PHILADELPHIA (KYW Newsradio) — Travelers between New York state and Philadelphia were stop-and-go Wednesday morning, as Amtrak reported suspended service over nearly a three-hour span along the Northeast Corridor.

According to Amtrak, overhead power line issues in North Jersey disrupted its trains for several hours. It has since restored service, but thousands of commuters at 30th Street Station were forced to endure long delays — some longer than the train ride itself.

Passengers like Rebecca Rampp from Wilkes-Barre simply had to wait it out.

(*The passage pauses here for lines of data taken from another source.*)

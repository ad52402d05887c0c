// 💼 Employment Panel - monthly employed/unemployed status per individual, 2018-2024

use crate::banking::accounts::IncomeLevel;
use crate::banking::customers::BankCustomer;
use crate::config::{GeneratorConfig, SeedPolicy};
use crate::pipeline::RunOutcome;
use crate::random::Sampler;
use crate::table::{read_table, write_table, DataLayout, Domain};
use anyhow::Result;
use chrono::{Datelike, NaiveDate};
use serde::{Deserialize, Serialize};

pub const GENERATOR: &str = "banking/employment";
pub const SEED: SeedPolicy = SeedPolicy::Entropy;

pub const PANEL_START: (i32, u32) = (2018, 1);
pub const PANEL_END: (i32, u32) = (2024, 12);

const JOB_LOSS: f64 = 0.02;
const REHIRE: f64 = 0.15;

#[derive(Debug, Clone, PartialEq, Serialize, Deserialize)]
pub struct EmploymentStatus {
    pub customer_id: String,
    /// First day of the month
    pub period: NaiveDate,
    pub is_employed: bool,
    pub occupation: String,
}

/// Monthly (job loss, rehire) probabilities for one person in one year
pub fn transition_probabilities(year: i32, age: u32, income: IncomeLevel) -> (f64, f64) {
    let (mut loss, mut rehire) = (JOB_LOSS, REHIRE);
    if year == 2020 {
        loss *= 3.0;
        rehire *= 0.5;
    }
    if age < 25 || age > 60 {
        loss *= 1.5;
    }
    if income == IncomeLevel::Low {
        loss *= 1.2;
        rehire *= 0.8;
    }
    (loss, rehire)
}

fn periods() -> Vec<NaiveDate> {
    let mut out = Vec::new();
    let (mut year, mut month) = PANEL_START;
    while (year, month) <= PANEL_END {
        if let Some(d) = NaiveDate::from_ymd_opt(year, month, 1) {
            out.push(d);
        }
        month += 1;
        if month > 12 {
            month = 1;
            year += 1;
        }
    }
    out
}

pub fn employment_panel(customers: &[BankCustomer], rng: &mut Sampler) -> Vec<EmploymentStatus> {
    let periods = periods();
    let mut rows = Vec::new();

    for customer in customers.iter().filter(|c| !c.is_company()) {
        let occupation = customer.occupation.clone();
        let mut employed = !customer.is_unemployed() && !occupation.contains("Student");
        let income = IncomeLevel::of(customer.annual_income);
        let birth_year = customer.birth_date.map(|d| d.year());

        for period in &periods {
            let age = match birth_year {
                Some(by) => (period.year() - by).max(0) as u32,
                None => customer.age.unwrap_or(35),
            };
            let (loss, rehire) = transition_probabilities(period.year(), age, income);

            if !employed && rng.chance(rehire) {
                employed = true;
            } else if employed && rng.chance(loss) {
                employed = false;
            }

            rows.push(EmploymentStatus {
                customer_id: customer.customer_id.clone(),
                period: *period,
                is_employed: employed,
                occupation: if employed { occupation.clone() } else { "Unemployed".to_string() },
            });
        }
    }
    rows
}

pub fn run(config: &GeneratorConfig) -> Result<RunOutcome> {
    let layout = DataLayout::new(&config.data_dir);
    let seed = config.resolve_seed(SEED);

    println!("💼 Generating employment panel for {} customers...", config.year);
    let customers: Vec<BankCustomer> = read_table(&layout.path(Domain::Banking, "customers", Some(config.year)))?;
    let mut rng = Sampler::seeded(seed);
    let panel = employment_panel(&customers, &mut rng);

    let path = layout.path(Domain::Banking, "employment", Some(config.year));
    let rows = write_table(&path, &panel)?;
    println!("✓ Saved {} monthly statuses to {}", rows, path.display());

    Ok(RunOutcome::new(GENERATOR, config.year, seed, vec![path], rows))
}

#[cfg(test)]
mod tests {
    use super::*;
    use crate::banking::accounts::tests::create_test_customers;

    #[test]
    fn test_transition_probabilities_not_compounded() {
        assert_eq!(transition_probabilities(2019, 30, IncomeLevel::Medium), (0.02, 0.15));
        let (loss, rehire) = transition_probabilities(2020, 22, IncomeLevel::Low);
        assert!((loss - 0.02 * 3.0 * 1.5 * 1.2).abs() < 1e-12);
        assert!((rehire - 0.15 * 0.5 * 0.8).abs() < 1e-12);
    }

    #[test]
    fn test_panel_shape() {
        let customers = create_test_customers(2019);
        let individuals = customers.iter().filter(|c| !c.is_company()).count();
        let mut rng = Sampler::seeded(8);
        let panel = employment_panel(&customers, &mut rng);

        assert_eq!(periods().len(), 84);
        assert_eq!(panel.len(), individuals * 84);
        for row in panel.iter().filter(|r| !r.is_employed) {
            assert_eq!(row.occupation, "Unemployed");
        }
        assert!(panel.iter().all(|r| r.period.day() == 1));
    }
}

“I’m not super stressed out about it,” she admitted. “But I do have my son here, who’s not the most patient person. He’s 14, but he’s a little bit cranky about it.”

Power was restored and trains were rolling again by 12:30 p.m. — but not before Californian Leslie Falbo scrapped her trip to New York.

“I was just talking to my bosses and letting them know that unfortunately I probably won’t make it to the conference,” she said, “because by he time I get up there, I’ll miss half of it, and it’s just not really worth it. I actually just called my mom and I asked her to come and pick me up.”

Others like Laura McKeever from Conshohocken were scrambling for alternatives.

“I haven’t come up with a plan B yet,” she said. “I might be driving myself down to Virginia tonight.”

McKeever had to get to Alexandria to lead a publishing conference. “We’ll see. I have to get there some way,” she added. “I take Amtrak about once a month and it’s generally pretty reliable. So this, to me, is kind of an unusual situation.”

The outage also disrupted Regional Rail trains on SEPTA’s Trenton Line on and off for some time, as well as NJ Transit service.

There’s no word yet on what caused the disruption in the first place.